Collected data
◇ ◇ ◇ ◇

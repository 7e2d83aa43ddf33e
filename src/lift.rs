//! Lift manifest emission.
//!
//! The manifest is the external assembler's input and its shape is owned by
//! that tool's published schema; field names and the prefixed-key env
//! encoding below must be reproduced exactly for compatibility.

use std::collections::BTreeMap;
use std::io::Write;

use anyhow::{bail, Context, Result};
use serde_json::{json, Map, Value};

use crate::model::{Command, Env, File, FileSource, InterpreterGroup, ScieJump};
use crate::platform::Platform;

/// Build provenance recorded in the manifest when requested.
#[derive(Debug, Clone)]
pub struct BuildInfo {
    pub note: String,
    pub version: String,
    pub binary_url: String,
}

/// Everything that goes into one per-platform manifest.
pub struct Manifest<'a> {
    pub name: &'a str,
    pub description: Option<&'a str>,
    pub load_dotenv: bool,
    pub scie_jump: &'a ScieJump,
    pub platform: Platform,
    pub interpreter_groups: &'a [InterpreterGroup],
    pub files: &'a [File],
    pub commands: &'a [Command],
    pub bindings: &'a [Command],
    /// File name to remote locator, for files the scie fetches at runtime.
    pub fetch_urls: &'a BTreeMap<String, String>,
    pub build_info: Option<BuildInfo>,
}

/// Serialize the manifest as pretty JSON with a trailing newline.
pub fn emit_manifest(out: &mut dyn Write, manifest: &Manifest<'_>) -> Result<()> {
    let mut lift = Map::new();
    lift.insert("name".to_string(), json!(manifest.name));
    if let Some(description) = manifest.description {
        lift.insert("description".to_string(), json!(description));
    }
    if manifest.load_dotenv {
        lift.insert("load_dotenv".to_string(), json!(true));
    }
    lift.insert("platforms".to_string(), json!([manifest.platform.as_str()]));
    if !manifest.interpreter_groups.is_empty() {
        lift.insert(
            "interpreter_groups".to_string(),
            Value::Array(
                manifest
                    .interpreter_groups
                    .iter()
                    .map(|group| {
                        json!({
                            "id": group.id,
                            "selector": group.selector,
                            "members": group.members,
                        })
                    })
                    .collect(),
            ),
        );
    }
    lift.insert(
        "files".to_string(),
        Value::Array(manifest.files.iter().map(file_value).collect()),
    );

    let mut boot = Map::new();
    boot.insert(
        "commands".to_string(),
        commands_value(manifest.commands, "command")?,
    );
    if !manifest.bindings.is_empty() {
        boot.insert(
            "bindings".to_string(),
            commands_value(manifest.bindings, "binding")?,
        );
    }
    lift.insert("boot".to_string(), Value::Object(boot));

    let mut scie = Map::new();
    scie.insert("lift".to_string(), Value::Object(lift));
    if let Some(version) = &manifest.scie_jump.version {
        scie.insert("jump".to_string(), json!({"version": version.to_string()}));
    }

    let mut root = Map::new();
    root.insert("scie".to_string(), Value::Object(scie));
    if !manifest.fetch_urls.is_empty() {
        root.insert("ptex".to_string(), json!(manifest.fetch_urls));
    }
    if let Some(build_info) = &manifest.build_info {
        root.insert(
            "science".to_string(),
            json!({
                "note": build_info.note,
                "version": build_info.version,
                "url": build_info.binary_url,
            }),
        );
    }

    serde_json::to_writer_pretty(&mut *out, &Value::Object(root))
        .context("Failed to serialize the lift manifest")?;
    out.write_all(b"\n")
        .context("Failed to write the lift manifest")?;
    Ok(())
}

fn file_value(file: &File) -> Value {
    let mut value = Map::new();
    value.insert("name".to_string(), json!(file.name));
    if let Some(key) = &file.key {
        value.insert("key".to_string(), json!(key));
    }
    if let Some(digest) = &file.digest {
        value.insert("size".to_string(), json!(digest.size));
        value.insert("hash".to_string(), json!(digest.fingerprint));
    }
    if let Some(file_type) = file.file_type {
        value.insert("type".to_string(), json!(file_type.as_str()));
    }
    if file.executable {
        value.insert("executable".to_string(), json!(true));
    }
    if file.eager_extract {
        value.insert("eager_extract".to_string(), json!(true));
    }
    match &file.source {
        FileSource::Provided => {}
        FileSource::Fetch(_) => {
            value.insert("source".to_string(), json!("fetch"));
        }
        FileSource::Binding(binding) => {
            value.insert("source".to_string(), json!(binding));
        }
    }
    Value::Object(value)
}

/// Commands and bindings are keyed by name; the unnamed default command is
/// keyed by the empty string.
fn commands_value(commands: &[Command], kind: &str) -> Result<Value> {
    let mut by_name = Map::new();
    for command in commands {
        let name = command.name.clone().unwrap_or_default();
        if by_name.contains_key(&name) {
            match command.name.as_deref() {
                Some(name) => bail!("More than one {kind} is named '{name}'."),
                None => bail!("More than one {kind} has no name."),
            }
        }
        by_name.insert(name, command_value(command));
    }
    Ok(Value::Object(by_name))
}

fn command_value(command: &Command) -> Value {
    let mut value = Map::new();
    if let Some(description) = &command.description {
        value.insert("description".to_string(), json!(description));
    }
    value.insert("exe".to_string(), json!(command.exe));
    if !command.args.is_empty() {
        value.insert("args".to_string(), json!(command.args));
    }
    if !command.env.is_empty() {
        value.insert("env".to_string(), env_value(&command.env));
    }
    Value::Object(value)
}

/// The assembler's env encoding: `=NAME` entries are exact (null removes,
/// a value replaces), `#pattern` entries remove by regex, and bare names
/// set defaults.
fn env_value(env: &Env) -> Value {
    let mut value = Map::new();
    for name in &env.remove_exact {
        value.insert(format!("={name}"), Value::Null);
    }
    for pattern in &env.remove_re {
        value.insert(format!("#{pattern}"), Value::Null);
    }
    for (name, val) in &env.replace {
        value.insert(format!("={name}"), json!(val));
    }
    for (name, val) in &env.default {
        value.insert(name.clone(), json!(val));
    }
    Value::Object(value)
}

#[cfg(test)]
mod tests {
    use super::*;
    use crate::model::{Digest, FileType};
    use std::collections::BTreeMap;

    fn manifest_json(manifest: &Manifest<'_>) -> Value {
        let mut buf = Vec::new();
        emit_manifest(&mut buf, manifest).unwrap();
        assert_eq!(Some(&b'\n'), buf.last());
        serde_json::from_slice(&buf).unwrap()
    }

    #[test]
    fn minimal_manifest_shape() {
        let command = Command {
            name: None,
            description: None,
            exe: "/bin/echo".to_string(),
            args: vec!["hi".to_string()],
            env: Env::default(),
        };
        let fetch_urls = BTreeMap::new();
        let value = manifest_json(&Manifest {
            name: "echoer",
            description: None,
            load_dotenv: false,
            scie_jump: &ScieJump::default(),
            platform: Platform::LinuxX86_64,
            interpreter_groups: &[],
            files: &[],
            commands: std::slice::from_ref(&command),
            bindings: &[],
            fetch_urls: &fetch_urls,
            build_info: None,
        });

        assert_eq!("echoer", value["scie"]["lift"]["name"]);
        assert_eq!(json!(["linux-x86_64"]), value["scie"]["lift"]["platforms"]);
        assert_eq!(
            "/bin/echo",
            value["scie"]["lift"]["boot"]["commands"][""]["exe"]
        );
        assert_eq!(Value::Null, value["ptex"]);
        assert_eq!(Value::Null, value["scie"]["jump"]);
        assert_eq!(Value::Null, value["scie"]["lift"]["boot"]["bindings"]);
    }

    #[test]
    fn env_uses_prefixed_keys() {
        let mut env = Env::default();
        env.remove_exact.insert("PYTHONPATH".to_string());
        env.remove_re.insert("^LD_.*".to_string());
        env.replace.insert("HOME".to_string(), "/tmp".to_string());
        env.default.insert("LANG".to_string(), "C".to_string());
        let value = env_value(&env);

        assert_eq!(Value::Null, value["=PYTHONPATH"]);
        assert_eq!(Value::Null, value["#^LD_.*"]);
        assert_eq!("/tmp", value["=HOME"]);
        assert_eq!("C", value["LANG"]);
    }

    #[test]
    fn file_entries_carry_digest_and_source() {
        let file = File {
            name: "model.bin".to_string(),
            key: Some("model".to_string()),
            digest: Some(Digest {
                size: 42,
                fingerprint: "feed".to_string(),
            }),
            file_type: Some(FileType::Blob),
            executable: true,
            eager_extract: false,
            source: FileSource::Fetch(None),
        };
        let value = file_value(&file);
        assert_eq!("model.bin", value["name"]);
        assert_eq!("model", value["key"]);
        assert_eq!(42, value["size"]);
        assert_eq!("feed", value["hash"]);
        assert_eq!("blob", value["type"]);
        assert_eq!(true, value["executable"]);
        assert_eq!("fetch", value["source"]);
        assert_eq!(Value::Null, value["eager_extract"]);
    }

    #[test]
    fn duplicate_command_names_rejected() {
        let command = Command {
            name: Some("run".to_string()),
            description: None,
            exe: "/bin/true".to_string(),
            args: vec![],
            env: Env::default(),
        };
        let err = commands_value(&[command.clone(), command], "command").unwrap_err();
        assert!(err.to_string().contains("'run'"), "{err}");
    }

    #[test]
    fn jump_version_and_fetch_urls_included_when_present() {
        let command = Command {
            name: None,
            description: None,
            exe: "{ptex}".to_string(),
            args: vec![],
            env: Env::default(),
        };
        let scie_jump = ScieJump {
            version: Some(semver::Version::new(1, 2, 0)),
            digest: None,
        };
        let mut fetch_urls = BTreeMap::new();
        fetch_urls.insert(
            "cpython.tar.gz".to_string(),
            "https://example.org/cpython.tar.gz".to_string(),
        );
        let value = manifest_json(&Manifest {
            name: "app",
            description: Some("an app"),
            load_dotenv: true,
            scie_jump: &scie_jump,
            platform: Platform::MacosAarch64,
            interpreter_groups: &[],
            files: &[],
            commands: std::slice::from_ref(&command),
            bindings: std::slice::from_ref(&command),
            fetch_urls: &fetch_urls,
            build_info: None,
        });

        assert_eq!("1.2.0", value["scie"]["jump"]["version"]);
        assert_eq!(
            "https://example.org/cpython.tar.gz",
            value["ptex"]["cpython.tar.gz"]
        );
        assert_eq!("an app", value["scie"]["lift"]["description"]);
        assert_eq!(true, value["scie"]["lift"]["load_dotenv"]);
    }
}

◇ ◇ ◇ ◇

* _The problem_:
Copy out every line of the data in which the word "true" is found.

* _Exercise answer_:
        lift.insert("load_dotenv".to_string(), json!(true));
        value.insert("executable".to_string(), json!(true));
        value.insert("eager_extract".to_string(), json!(true));
            executable: true,
        assert_eq!(true, value["executable"]);
            exe: "/bin/true".to_string(),
            load_dotenv: true,
        assert_eq!(true, value["scie"]["lift"]["load_dotenv"]);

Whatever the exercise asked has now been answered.